BEGIN
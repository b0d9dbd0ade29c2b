//! Grid cell lookup.
//!
//! A [`CellIndex`] answers "which archive cells intersect this bounding
//! box". Cells are identified by a `column,row` label that addresses the
//! spatial axes of the dense array.

use std::collections::HashSet;
use std::path::Path;

use culvert_protocol::BoundingBox;
use geo::{BoundingRect, Coord, LineString, MultiPolygon, Polygon, Rect};
use serde::Deserialize;
use serde_json::Value;
use tracing::info;

use crate::config::CellIndexConfig;
use crate::error::{GridProcessorError, Result};

/// A cell of the dense archive and the band indices to read from it.
#[derive(Debug, Clone, Copy, PartialEq, Eq)]
pub struct GridCell {
    pub column: usize,
    pub row: usize,
    /// Inclusive `(start, end)` half-hour indices.
    pub band_range: (usize, usize),
}

impl GridCell {
    pub fn label(&self) -> String {
        format!("{},{}", self.column, self.row)
    }
}

/// A cell returned by an index lookup.
#[derive(Debug, Clone)]
pub struct CellRecord {
    pub label: String,
    pub column: usize,
    pub row: usize,
    pub polygon: MultiPolygon<f64>,
}

/// Parse a `column,row` label.
pub fn parse_label(label: &str) -> Result<(usize, usize)> {
    let mut parts = label.split(',');
    let (Some(col), Some(row), None) = (parts.next(), parts.next(), parts.next()) else {
        return Err(GridProcessorError::InvalidLabel(label.to_string()));
    };
    let col = col
        .trim()
        .parse()
        .map_err(|_| GridProcessorError::InvalidLabel(label.to_string()))?;
    let row = row
        .trim()
        .parse()
        .map_err(|_| GridProcessorError::InvalidLabel(label.to_string()))?;
    Ok((col, row))
}

/// Lookup of archive cells by bounding box.
pub trait CellIndex: Send + Sync {
    /// Cells whose footprint intersects `bbox`, deduplicated by label.
    fn cells_in_bbox(&self, bbox: &BoundingBox) -> Result<Vec<CellRecord>>;
}

/// Build the index described by `config`.
pub fn open_cell_index(config: &CellIndexConfig) -> Result<Box<dyn CellIndex>> {
    match config {
        CellIndexConfig::Regular {
            origin_lon,
            origin_lat,
            resolution,
            columns,
            rows,
        } => Ok(Box::new(RegularCellIndex::new(
            *origin_lon,
            *origin_lat,
            *resolution,
            *columns,
            *rows,
        ))),
        CellIndexConfig::GeoJson { path } => Ok(Box::new(GeoJsonCellIndex::load(path)?)),
    }
}

fn rect_polygon(west: f64, south: f64, east: f64, north: f64) -> Polygon<f64> {
    Polygon::new(
        LineString::from(vec![
            (west, south),
            (east, south),
            (east, north),
            (west, north),
            (west, south),
        ]),
        vec![],
    )
}

/// A regular lon/lat grid, column 0 at `origin_lon`, row 0 at `origin_lat`.
#[derive(Debug, Clone)]
pub struct RegularCellIndex {
    /// Western edge of column 0 (degrees)
    pub origin_lon: f64,
    /// Southern edge of row 0 (degrees)
    pub origin_lat: f64,
    /// Cell size (degrees)
    pub resolution: f64,
    pub columns: usize,
    pub rows: usize,
}

impl RegularCellIndex {
    // Guards against 190.0 / 0.1 landing a hair under 1900.
    const EPSILON: f64 = 1e-9;

    pub fn new(origin_lon: f64, origin_lat: f64, resolution: f64, columns: usize, rows: usize) -> Self {
        Self {
            origin_lon,
            origin_lat,
            resolution,
            columns,
            rows,
        }
    }

    /// The 0.1° global IMERG grid.
    pub fn imerg() -> Self {
        Self::new(-180.0, -90.0, 0.1, 3600, 1800)
    }

    fn extent(&self) -> BoundingBox {
        BoundingBox {
            west: self.origin_lon,
            south: self.origin_lat,
            east: self.origin_lon + self.columns as f64 * self.resolution,
            north: self.origin_lat + self.rows as f64 * self.resolution,
        }
    }

    fn axis_index(&self, value: f64, origin: f64, count: usize) -> usize {
        let i = ((value - origin) / self.resolution + Self::EPSILON).floor();
        (i.max(0.0) as usize).min(count - 1)
    }

    /// Cell containing (lon, lat), if inside the grid.
    pub fn cell_at(&self, lon: f64, lat: f64) -> Option<(usize, usize)> {
        if !self.extent().contains(lon, lat) {
            return None;
        }
        Some((
            self.axis_index(lon, self.origin_lon, self.columns),
            self.axis_index(lat, self.origin_lat, self.rows),
        ))
    }

    pub fn cell_polygon(&self, column: usize, row: usize) -> Polygon<f64> {
        let west = self.origin_lon + column as f64 * self.resolution;
        let south = self.origin_lat + row as f64 * self.resolution;
        rect_polygon(west, south, west + self.resolution, south + self.resolution)
    }
}

impl CellIndex for RegularCellIndex {
    fn cells_in_bbox(&self, bbox: &BoundingBox) -> Result<Vec<CellRecord>> {
        if !self.extent().intersects(bbox) {
            return Ok(Vec::new());
        }
        let col0 = self.axis_index(bbox.west, self.origin_lon, self.columns);
        let col1 = self.axis_index(bbox.east, self.origin_lon, self.columns);
        let row0 = self.axis_index(bbox.south, self.origin_lat, self.rows);
        let row1 = self.axis_index(bbox.north, self.origin_lat, self.rows);

        let mut cells = Vec::with_capacity((col1 - col0 + 1) * (row1 - row0 + 1));
        for row in row0..=row1 {
            for column in col0..=col1 {
                cells.push(CellRecord {
                    label: format!("{},{}", column, row),
                    column,
                    row,
                    polygon: MultiPolygon::new(vec![self.cell_polygon(column, row)]),
                });
            }
        }
        Ok(cells)
    }
}

#[derive(Deserialize)]
struct RawCollection {
    features: Vec<RawFeature>,
}

#[derive(Deserialize)]
struct RawFeature {
    #[serde(default)]
    properties: serde_json::Map<String, Value>,
    geometry: Option<RawGeometry>,
}

#[derive(Deserialize)]
#[serde(tag = "type")]
enum RawGeometry {
    Polygon { coordinates: Vec<Vec<[f64; 2]>> },
    MultiPolygon { coordinates: Vec<Vec<Vec<[f64; 2]>>> },
}

fn rings_to_polygon(rings: &[Vec<[f64; 2]>]) -> Option<Polygon<f64>> {
    let to_line = |ring: &Vec<[f64; 2]>| {
        LineString::from(ring.iter().map(|&[x, y]| Coord { x, y }).collect::<Vec<_>>())
    };
    let (exterior, holes) = rings.split_first()?;
    Some(Polygon::new(to_line(exterior), holes.iter().map(to_line).collect()))
}

impl RawGeometry {
    fn into_multi_polygon(self) -> MultiPolygon<f64> {
        match self {
            RawGeometry::Polygon { coordinates } => {
                MultiPolygon::new(rings_to_polygon(&coordinates).into_iter().collect())
            }
            RawGeometry::MultiPolygon { coordinates } => MultiPolygon::new(
                coordinates
                    .iter()
                    .filter_map(|rings| rings_to_polygon(rings))
                    .collect(),
            ),
        }
    }
}

/// Cells read from a GeoJSON FeatureCollection.
///
/// Each feature needs a polygon geometry and a `label` property of the form
/// `column,row`.
pub struct GeoJsonCellIndex {
    cells: Vec<(CellRecord, Rect<f64>)>,
}

impl GeoJsonCellIndex {
    pub fn load(path: &Path) -> Result<Self> {
        let text = std::fs::read_to_string(path).map_err(|e| {
            GridProcessorError::CellIndex(format!("{}: {}", path.display(), e))
        })?;
        let index = Self::from_geojson(&text)?;
        info!(path = %path.display(), cells = index.len(), "Loaded cell index");
        Ok(index)
    }

    pub fn from_geojson(text: &str) -> Result<Self> {
        let collection: RawCollection = serde_json::from_str(text)
            .map_err(|e| GridProcessorError::CellIndex(e.to_string()))?;

        let mut cells = Vec::with_capacity(collection.features.len());
        for feature in collection.features {
            let label = match feature.properties.get("label") {
                Some(Value::String(s)) => s.clone(),
                _ => {
                    return Err(GridProcessorError::CellIndex(
                        "feature without a string 'label' property".to_string(),
                    ))
                }
            };
            let (column, row) = parse_label(&label)?;
            let Some(geometry) = feature.geometry else {
                return Err(GridProcessorError::CellIndex(format!(
                    "cell {} has no geometry",
                    label
                )));
            };
            let polygon = geometry.into_multi_polygon();
            let Some(rect) = polygon.bounding_rect() else {
                return Err(GridProcessorError::CellIndex(format!(
                    "cell {} has an empty geometry",
                    label
                )));
            };
            cells.push((
                CellRecord {
                    label,
                    column,
                    row,
                    polygon,
                },
                rect,
            ));
        }
        Ok(Self { cells })
    }

    pub fn len(&self) -> usize {
        self.cells.len()
    }

    pub fn is_empty(&self) -> bool {
        self.cells.is_empty()
    }
}

impl CellIndex for GeoJsonCellIndex {
    fn cells_in_bbox(&self, bbox: &BoundingBox) -> Result<Vec<CellRecord>> {
        let mut seen = HashSet::new();
        Ok(self
            .cells
            .iter()
            .filter(|(_, rect)| {
                bbox.intersects(&BoundingBox {
                    west: rect.min().x,
                    south: rect.min().y,
                    east: rect.max().x,
                    north: rect.max().y,
                })
            })
            .filter(|(cell, _)| seen.insert(cell.label.clone()))
            .map(|(cell, _)| cell.clone())
            .collect())
    }
}

#[cfg(test)]
mod tests {
    use super::*;
    use test_utils::fixtures::cell_index_geojson;

    fn bbox(west: f64, south: f64, east: f64, north: f64) -> BoundingBox {
        BoundingBox {
            west,
            south,
            east,
            north,
        }
    }

    #[test]
    fn test_parse_label() {
        assert_eq!(parse_label("1907,1499").unwrap(), (1907, 1499));
        assert_eq!(parse_label(" 3, 4 ").unwrap(), (3, 4));
        for bad in ["", "12", "1,2,3", "a,b", "-1,2"] {
            assert!(
                matches!(parse_label(bad), Err(GridProcessorError::InvalidLabel(_))),
                "{} should be rejected",
                bad
            );
        }
    }

    #[test]
    fn test_regular_cell_at() {
        let index = RegularCellIndex::imerg();
        assert_eq!(index.cell_at(10.0, 60.0), Some((1900, 1500)));
        assert_eq!(index.cell_at(10.05, 60.05), Some((1900, 1500)));
        assert_eq!(index.cell_at(-180.0, -90.0), Some((0, 0)));
        assert_eq!(index.cell_at(180.0, 90.0), Some((3599, 1799)));
        assert_eq!(index.cell_at(181.0, 0.0), None);
    }

    #[test]
    fn test_regular_cells_in_bbox() {
        let index = RegularCellIndex::new(0.0, 0.0, 1.0, 10, 10);
        let cells = index.cells_in_bbox(&bbox(1.5, 2.5, 3.5, 2.7)).unwrap();
        let labels: Vec<&str> = cells.iter().map(|c| c.label.as_str()).collect();
        assert_eq!(labels, vec!["1,2", "2,2", "3,2"]);
    }

    #[test]
    fn test_regular_bbox_outside_grid() {
        let index = RegularCellIndex::new(0.0, 0.0, 1.0, 10, 10);
        assert!(index.cells_in_bbox(&bbox(20.0, 20.0, 21.0, 21.0)).unwrap().is_empty());
    }

    #[test]
    fn test_geojson_index_filters_and_dedupes() {
        let mut text = cell_index_geojson(0.0, 0.0, 1.0, 3, 3);
        // Duplicate the first feature to check label dedupe
        let mut value: Value = serde_json::from_str(&text).unwrap();
        let first = value["features"][0].clone();
        value["features"].as_array_mut().unwrap().push(first);
        text = value.to_string();

        let index = GeoJsonCellIndex::from_geojson(&text).unwrap();
        assert_eq!(index.len(), 10);

        let cells = index.cells_in_bbox(&bbox(0.2, 0.2, 0.8, 0.8)).unwrap();
        assert_eq!(cells.len(), 1);
        assert_eq!((cells[0].column, cells[0].row), (0, 0));

        let cells = index.cells_in_bbox(&bbox(0.5, 0.5, 1.5, 0.6)).unwrap();
        let labels: Vec<&str> = cells.iter().map(|c| c.label.as_str()).collect();
        assert_eq!(labels, vec!["0,0", "1,0"]);
    }

    #[test]
    fn test_geojson_index_rejects_bad_label() {
        let text = r#"{"type":"FeatureCollection","features":[{"type":"Feature",
            "properties":{"label":"oops"},
            "geometry":{"type":"Polygon","coordinates":[[[0,0],[1,0],[1,1],[0,1],[0,0]]]}}]}"#;
        assert!(matches!(
            GeoJsonCellIndex::from_geojson(text),
            Err(GridProcessorError::InvalidLabel(_))
        ));
    }

    #[test]
    fn test_open_cell_index_from_file() {
        let dir = tempfile::tempdir().unwrap();
        let path = dir.path().join("Grid.geojson");
        std::fs::write(&path, cell_index_geojson(10.0, 60.0, 0.1, 2, 2)).unwrap();

        let index = open_cell_index(&CellIndexConfig::GeoJson { path }).unwrap();
        let cells = index.cells_in_bbox(&bbox(10.0, 60.0, 10.2, 60.2)).unwrap();
        assert_eq!(cells.len(), 4);
    }
}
END
Required work » Check each line above for the string "parts" and copy those that have it.

Result »
    let mut parts = label.split(',');
    let (Some(col), Some(row), None) = (parts.next(), parts.next(), parts.next()) else {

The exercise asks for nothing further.